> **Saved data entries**
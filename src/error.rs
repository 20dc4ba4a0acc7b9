//! Error types for the cursor subsystem
//!
//! Errors fall into four classes: transport failures that take the whole
//! connection down, decode failures local to one cursor, errors reported by
//! the server for one query, and usage errors caused by the caller.

use std::io;
use std::sync::Arc;
use std::time::Duration;

use thiserror::Error;

/// Result type alias using our Error type
pub type Result<T> = std::result::Result<T, Error>;

/// Broad classification of an [`Error`]
#[derive(Debug, Clone, Copy, PartialEq, Eq)]
pub enum ErrorClass {
    /// The connection (or a request on it) failed
    Transport,
    /// A response frame could not be understood
    Decode,
    /// The server reported a query failure
    Server,
    /// The caller misused the API
    Usage,
    /// A bug in this crate
    Internal,
}

/// Kind of failure reported by the server
#[derive(Debug, Clone, Copy, PartialEq, Eq)]
pub enum ServerErrorKind {
    /// The server believes the client sent something invalid
    Client,
    /// The query failed to compile
    Compile,
    /// The query failed while running
    Runtime,
}

impl std::fmt::Display for ServerErrorKind {
    fn fmt(&self, f: &mut std::fmt::Formatter<'_>) -> std::fmt::Result {
        match self {
            ServerErrorKind::Client => f.write_str("client error"),
            ServerErrorKind::Compile => f.write_str("compile error"),
            ServerErrorKind::Runtime => f.write_str("runtime error"),
        }
    }
}

/// Main error type for the cursor subsystem
#[derive(Error, Debug, Clone)]
#[allow(missing_docs)]
pub enum Error {
    // =========================================================================
    // Transport Errors
    // =========================================================================
    /// The connection was closed locally
    #[error("connection closed")]
    ConnectionClosed,

    /// The connection died underneath open cursors
    #[error("connection lost: {0}")]
    ConnectionLost(String),

    /// Connection establishment timed out
    #[error("connection timeout after {0:?}")]
    ConnectionTimeout(Duration),

    /// No response arrived for an in-flight request in time.
    ///
    /// Fails only the cursor that was waiting; the connection and its other
    /// cursors carry on.
    #[error("no response from server after {0:?}")]
    FetchTimeout(Duration),

    /// Frame length above the configured maximum
    #[error("frame too large: {length} bytes exceeds maximum of {max}")]
    FrameTooLarge { length: usize, max: usize },

    /// Underlying I/O error
    #[error("I/O error: {0}")]
    Io(Arc<io::Error>),

    // =========================================================================
    // Decode Errors
    // =========================================================================
    /// Frame too short to contain a header
    #[error("frame too short: expected at least {expected} bytes, got {actual}")]
    FrameTooShort { expected: usize, actual: usize },

    /// Buffer underflow - not enough data to read
    #[error("buffer underflow: need {needed} bytes but only {available} available")]
    BufferUnderflow { needed: usize, available: usize },

    /// Response body is not a valid response envelope
    #[error("malformed response: {0}")]
    MalformedResponse(String),

    /// Response type code not known to this client
    #[error("unknown response type: {0}")]
    UnknownResponseType(u64),

    // =========================================================================
    // Server Errors
    // =========================================================================
    /// The server reported a query failure
    #[error("{kind}: {message}")]
    Server {
        kind: ServerErrorKind,
        message: String,
        backtrace: Option<serde_json::Value>,
    },

    // =========================================================================
    // Usage Errors
    // =========================================================================
    /// Cursor is closed
    #[error("cursor is closed")]
    CursorClosed,

    /// Invalid configuration value
    #[error("invalid configuration: {0}")]
    InvalidConfig(String),

    /// Query could not be serialized
    #[error("invalid query: {0}")]
    InvalidQuery(String),

    // =========================================================================
    // Internal Errors
    // =========================================================================
    /// Internal error (should not happen)
    #[error("internal error: {0}")]
    Internal(String),
}

impl From<io::Error> for Error {
    fn from(err: io::Error) -> Self {
        Error::Io(Arc::new(err))
    }
}

impl Error {
    /// Create a new server-reported error
    pub fn server(kind: ServerErrorKind, message: impl Into<String>) -> Self {
        Error::Server {
            kind,
            message: message.into(),
            backtrace: None,
        }
    }

    /// Classify this error
    pub fn class(&self) -> ErrorClass {
        match self {
            Error::ConnectionClosed
            | Error::ConnectionLost(_)
            | Error::ConnectionTimeout(_)
            | Error::FetchTimeout(_)
            | Error::FrameTooLarge { .. }
            | Error::Io(_) => ErrorClass::Transport,
            Error::FrameTooShort { .. }
            | Error::BufferUnderflow { .. }
            | Error::MalformedResponse(_)
            | Error::UnknownResponseType(_) => ErrorClass::Decode,
            Error::Server { .. } => ErrorClass::Server,
            Error::CursorClosed | Error::InvalidConfig(_) | Error::InvalidQuery(_) => {
                ErrorClass::Usage
            }
            Error::Internal(_) => ErrorClass::Internal,
        }
    }

    /// Check if this is a transport-level error
    pub fn is_transport_error(&self) -> bool {
        self.class() == ErrorClass::Transport
    }

    /// Check if this is a decode error
    pub fn is_decode_error(&self) -> bool {
        self.class() == ErrorClass::Decode
    }

    /// Check if this error was reported by the server
    pub fn is_server_error(&self) -> bool {
        self.class() == ErrorClass::Server
    }

    /// Check if this error was caused by API misuse
    pub fn is_usage_error(&self) -> bool {
        self.class() == ErrorClass::Usage
    }

    /// The verbatim message of a server-reported error
    pub fn server_message(&self) -> Option<&str> {
        match self {
            Error::Server { message, .. } => Some(message),
            _ => None,
        }
    }
}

> **BRIEF**
Set down each record above without changing a single word.

> **OUTPUT FOR THIS TASK**
filename src/error.rs
repository 20dc4ba4a0acc7b9
//! Error types for the cursor subsystem
//!
//! Errors fall into four classes: transport failures that take the whole
//! connection down, decode failures local to one cursor, errors reported by
//! the server for one query, and usage errors caused by the caller.

use std::io;
use std::sync::Arc;
use std::time::Duration;

use thiserror::Error;

/// Result type alias using our Error type
pub type Result<T> = std::result::Result<T, Error>;

/// Broad classification of an [`Error`]
#[derive(Debug, Clone, Copy, PartialEq, Eq)]
pub enum ErrorClass {
    /// The connection (or a request on it) failed
    Transport,
    /// A response frame could not be understood
    Decode,
    /// The server reported a query failure
    Server,
    /// The caller misused the API
    Usage,
    /// A bug in this crate
    Internal,
}

/// Kind of failure reported by the server
#[derive(Debug, Clone, Copy, PartialEq, Eq)]
pub enum ServerErrorKind {
    /// The server believes the client sent something invalid
    Client,
    /// The query failed to compile
    Compile,
    /// The query failed while running
    Runtime,
}

impl std::fmt::Display for ServerErrorKind {
    fn fmt(&self, f: &mut std::fmt::Formatter<'_>) -> std::fmt::Result {
        match self {
            ServerErrorKind::Client => f.write_str("client error"),
            ServerErrorKind::Compile => f.write_str("compile error"),
            ServerErrorKind::Runtime => f.write_str("runtime error"),
        }
    }
}

/// Main error type for the cursor subsystem
#[derive(Error, Debug, Clone)]
#[allow(missing_docs)]
pub enum Error {
    // =========================================================================
    // Transport Errors
    // =========================================================================
    /// The connection was closed locally
    #[error("connection closed")]
    ConnectionClosed,

    /// The connection died underneath open cursors
    #[error("connection lost: {0}")]
    ConnectionLost(String),

    /// Connection establishment timed out
    #[error("connection timeout after {0:?}")]
    ConnectionTimeout(Duration),

    /// No response arrived for an in-flight request in time.
    ///
    /// Fails only the cursor that was waiting; the connection and its other
    /// cursors carry on.
    #[error("no response from server after {0:?}")]
    FetchTimeout(Duration),

    /// Frame length above the configured maximum
    #[error("frame too large: {length} bytes exceeds maximum of {max}")]
    FrameTooLarge { length: usize, max: usize },

    /// Underlying I/O error
    #[error("I/O error: {0}")]
    Io(Arc<io::Error>),

    // =========================================================================
    // Decode Errors
    // =========================================================================
    /// Frame too short to contain a header
    #[error("frame too short: expected at least {expected} bytes, got {actual}")]
    FrameTooShort { expected: usize, actual: usize },

    /// Buffer underflow - not enough data to read
    #[error("buffer underflow: need {needed} bytes but only {available} available")]
    BufferUnderflow { needed: usize, available: usize },

    /// Response body is not a valid response envelope
    #[error("malformed response: {0}")]
    MalformedResponse(String),

    /// Response type code not known to this client
    #[error("unknown response type: {0}")]
    UnknownResponseType(u64),

    // =========================================================================
    // Server Errors
    // =========================================================================
    /// The server reported a query failure
    #[error("{kind}: {message}")]
    Server {
        kind: ServerErrorKind,
        message: String,
        backtrace: Option<serde_json::Value>,
    },

    // =========================================================================
    // Usage Errors
    // =========================================================================
    /// Cursor is closed
    #[error("cursor is closed")]
    CursorClosed,

    /// Invalid configuration value
    #[error("invalid configuration: {0}")]
    InvalidConfig(String),

    /// Query could not be serialized
    #[error("invalid query: {0}")]
    InvalidQuery(String),

    // =========================================================================
    // Internal Errors
    // =========================================================================
    /// Internal error (should not happen)
    #[error("internal error: {0}")]
    Internal(String),
}

impl From<io::Error> for Error {
    fn from(err: io::Error) -> Self {
        Error::Io(Arc::new(err))
    }
}

impl Error {
    /// Create a new server-reported error
    pub fn server(kind: ServerErrorKind, message: impl Into<String>) -> Self {
        Error::Server {
            kind,
            message: message.into(),
            backtrace: None,
        }
    }

    /// Classify this error
    pub fn class(&self) -> ErrorClass {
        match self {
            Error::ConnectionClosed
            | Error::ConnectionLost(_)
            | Error::ConnectionTimeout(_)
            | Error::FetchTimeout(_)
            | Error::FrameTooLarge { .. }
            | Error::Io(_) => ErrorClass::Transport,
            Error::FrameTooShort { .. }
            | Error::BufferUnderflow { .. }
            | Error::MalformedResponse(_)
            | Error::UnknownResponseType(_) => ErrorClass::Decode,
            Error::Server { .. } => ErrorClass::Server,
            Error::CursorClosed | Error::InvalidConfig(_) | Error::InvalidQuery(_) => {
                ErrorClass::Usage
            }
            Error::Internal(_) => ErrorClass::Internal,
        }
    }

    /// Check if this is a transport-level error
    pub fn is_transport_error(&self) -> bool {
        self.class() == ErrorClass::Transport
    }

    /// Check if this is a decode error
    pub fn is_decode_error(&self) -> bool {
        self.class() == ErrorClass::Decode
    }

    /// Check if this error was reported by the server
    pub fn is_server_error(&self) -> bool {
        self.class() == ErrorClass::Server
    }

    /// Check if this error was caused by API misuse
    pub fn is_usage_error(&self) -> bool {
        self.class() == ErrorClass::Usage
    }

    /// The verbatim message of a server-reported error
    pub fn server_message(&self) -> Option<&str> {
        match self {
            Error::Server { message, .. } => Some(message),
            _ => None,
        }
    }
}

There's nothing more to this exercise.